Required work: Go through the records below and report each line with "type" in it.

(Saved entries)
== Segment start ==
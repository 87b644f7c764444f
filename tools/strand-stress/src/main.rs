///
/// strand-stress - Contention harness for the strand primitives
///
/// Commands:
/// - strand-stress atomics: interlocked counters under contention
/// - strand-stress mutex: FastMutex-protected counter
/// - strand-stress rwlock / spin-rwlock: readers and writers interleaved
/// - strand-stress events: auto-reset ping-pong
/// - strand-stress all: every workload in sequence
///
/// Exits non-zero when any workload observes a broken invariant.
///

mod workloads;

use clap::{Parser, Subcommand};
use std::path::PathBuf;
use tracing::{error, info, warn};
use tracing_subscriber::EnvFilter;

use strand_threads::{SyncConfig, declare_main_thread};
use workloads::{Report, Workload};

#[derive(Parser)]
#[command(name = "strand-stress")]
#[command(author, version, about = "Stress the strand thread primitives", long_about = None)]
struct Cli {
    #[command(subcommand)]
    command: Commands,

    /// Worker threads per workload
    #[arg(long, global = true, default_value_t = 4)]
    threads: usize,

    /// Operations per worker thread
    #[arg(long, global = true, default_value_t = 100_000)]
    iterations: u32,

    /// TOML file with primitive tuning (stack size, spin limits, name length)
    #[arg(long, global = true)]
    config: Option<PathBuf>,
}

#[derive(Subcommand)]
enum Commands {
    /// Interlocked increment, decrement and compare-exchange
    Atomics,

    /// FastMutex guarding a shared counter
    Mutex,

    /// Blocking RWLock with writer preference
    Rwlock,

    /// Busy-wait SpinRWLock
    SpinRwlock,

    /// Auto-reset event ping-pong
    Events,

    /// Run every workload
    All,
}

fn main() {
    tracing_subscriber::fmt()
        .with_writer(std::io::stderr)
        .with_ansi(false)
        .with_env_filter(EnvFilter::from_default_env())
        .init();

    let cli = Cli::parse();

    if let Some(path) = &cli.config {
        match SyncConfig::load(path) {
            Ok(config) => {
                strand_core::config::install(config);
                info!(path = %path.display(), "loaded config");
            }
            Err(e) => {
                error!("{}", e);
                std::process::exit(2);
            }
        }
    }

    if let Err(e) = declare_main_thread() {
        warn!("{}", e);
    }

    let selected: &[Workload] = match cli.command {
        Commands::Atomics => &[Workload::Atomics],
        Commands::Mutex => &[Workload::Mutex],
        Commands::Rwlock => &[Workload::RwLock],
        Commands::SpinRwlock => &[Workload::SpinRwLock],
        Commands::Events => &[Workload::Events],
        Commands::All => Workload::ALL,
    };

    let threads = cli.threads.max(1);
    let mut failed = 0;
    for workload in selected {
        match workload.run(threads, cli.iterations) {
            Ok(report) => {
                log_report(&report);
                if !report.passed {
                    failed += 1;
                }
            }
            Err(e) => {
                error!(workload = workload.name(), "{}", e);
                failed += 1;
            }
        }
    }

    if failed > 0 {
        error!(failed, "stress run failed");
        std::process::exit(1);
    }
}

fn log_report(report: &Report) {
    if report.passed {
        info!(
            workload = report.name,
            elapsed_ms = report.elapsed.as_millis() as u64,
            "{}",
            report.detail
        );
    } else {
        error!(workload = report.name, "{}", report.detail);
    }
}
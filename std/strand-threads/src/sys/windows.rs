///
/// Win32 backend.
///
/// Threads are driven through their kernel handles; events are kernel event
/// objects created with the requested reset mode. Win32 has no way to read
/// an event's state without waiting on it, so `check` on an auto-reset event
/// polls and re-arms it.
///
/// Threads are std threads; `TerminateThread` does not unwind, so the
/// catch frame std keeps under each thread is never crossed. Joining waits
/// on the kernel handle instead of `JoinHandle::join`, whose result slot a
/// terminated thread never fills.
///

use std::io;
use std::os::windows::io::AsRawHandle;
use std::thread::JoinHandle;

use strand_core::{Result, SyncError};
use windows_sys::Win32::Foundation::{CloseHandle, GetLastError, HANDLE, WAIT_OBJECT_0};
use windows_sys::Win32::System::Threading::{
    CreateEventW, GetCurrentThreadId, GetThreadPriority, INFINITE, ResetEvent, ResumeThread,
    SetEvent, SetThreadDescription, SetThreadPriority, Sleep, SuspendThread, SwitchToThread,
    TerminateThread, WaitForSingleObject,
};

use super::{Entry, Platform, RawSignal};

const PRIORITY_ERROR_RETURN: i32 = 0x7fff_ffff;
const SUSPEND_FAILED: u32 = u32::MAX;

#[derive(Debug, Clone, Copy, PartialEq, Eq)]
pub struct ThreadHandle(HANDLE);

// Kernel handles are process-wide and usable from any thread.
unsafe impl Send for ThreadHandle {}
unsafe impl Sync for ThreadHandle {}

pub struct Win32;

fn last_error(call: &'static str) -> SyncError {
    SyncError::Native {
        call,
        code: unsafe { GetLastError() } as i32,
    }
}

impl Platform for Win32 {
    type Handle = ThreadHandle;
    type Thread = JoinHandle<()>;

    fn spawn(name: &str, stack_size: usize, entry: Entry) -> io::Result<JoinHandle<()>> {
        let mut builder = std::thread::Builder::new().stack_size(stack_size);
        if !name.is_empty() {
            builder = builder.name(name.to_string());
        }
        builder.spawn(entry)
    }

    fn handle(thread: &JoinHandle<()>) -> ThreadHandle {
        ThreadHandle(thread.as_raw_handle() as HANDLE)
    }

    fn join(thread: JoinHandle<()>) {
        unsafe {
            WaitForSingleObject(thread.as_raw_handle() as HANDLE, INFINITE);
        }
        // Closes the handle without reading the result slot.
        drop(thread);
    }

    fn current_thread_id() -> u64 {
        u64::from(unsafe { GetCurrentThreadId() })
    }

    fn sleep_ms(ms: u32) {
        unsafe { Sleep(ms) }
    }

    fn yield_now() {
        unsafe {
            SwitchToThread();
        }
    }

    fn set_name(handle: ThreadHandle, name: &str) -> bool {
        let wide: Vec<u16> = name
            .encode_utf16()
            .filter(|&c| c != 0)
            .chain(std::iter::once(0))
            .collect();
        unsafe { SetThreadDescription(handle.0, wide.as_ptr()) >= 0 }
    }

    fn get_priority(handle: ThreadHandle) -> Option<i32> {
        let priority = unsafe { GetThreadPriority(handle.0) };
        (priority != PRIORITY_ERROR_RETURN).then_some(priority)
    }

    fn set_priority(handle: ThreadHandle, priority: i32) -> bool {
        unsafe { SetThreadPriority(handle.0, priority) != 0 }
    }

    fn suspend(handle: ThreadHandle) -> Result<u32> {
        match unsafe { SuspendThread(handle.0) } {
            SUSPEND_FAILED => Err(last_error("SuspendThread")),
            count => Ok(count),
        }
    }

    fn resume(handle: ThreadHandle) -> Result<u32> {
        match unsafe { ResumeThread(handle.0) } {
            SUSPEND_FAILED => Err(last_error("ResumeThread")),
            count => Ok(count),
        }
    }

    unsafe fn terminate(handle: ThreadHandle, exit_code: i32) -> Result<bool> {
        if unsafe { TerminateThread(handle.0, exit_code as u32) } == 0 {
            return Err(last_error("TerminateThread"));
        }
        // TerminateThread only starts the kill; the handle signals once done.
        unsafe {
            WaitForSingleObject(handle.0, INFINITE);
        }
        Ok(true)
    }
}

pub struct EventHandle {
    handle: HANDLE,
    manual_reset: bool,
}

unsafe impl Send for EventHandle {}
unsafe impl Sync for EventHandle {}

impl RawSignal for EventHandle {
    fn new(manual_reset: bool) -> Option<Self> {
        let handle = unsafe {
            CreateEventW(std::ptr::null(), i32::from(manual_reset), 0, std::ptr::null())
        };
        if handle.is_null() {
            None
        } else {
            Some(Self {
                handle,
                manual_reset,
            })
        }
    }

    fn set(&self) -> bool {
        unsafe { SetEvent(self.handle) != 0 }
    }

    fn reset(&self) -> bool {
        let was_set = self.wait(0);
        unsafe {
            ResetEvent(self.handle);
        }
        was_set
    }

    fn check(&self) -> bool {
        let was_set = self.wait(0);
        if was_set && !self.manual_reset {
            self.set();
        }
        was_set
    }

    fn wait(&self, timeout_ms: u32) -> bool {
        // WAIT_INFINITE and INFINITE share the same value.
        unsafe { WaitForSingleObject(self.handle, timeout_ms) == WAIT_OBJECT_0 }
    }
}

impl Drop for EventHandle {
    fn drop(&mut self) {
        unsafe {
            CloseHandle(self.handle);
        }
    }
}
== Segment end ==
Solution:
    type Handle = ThreadHandle;
    type Thread = JoinHandle<()>;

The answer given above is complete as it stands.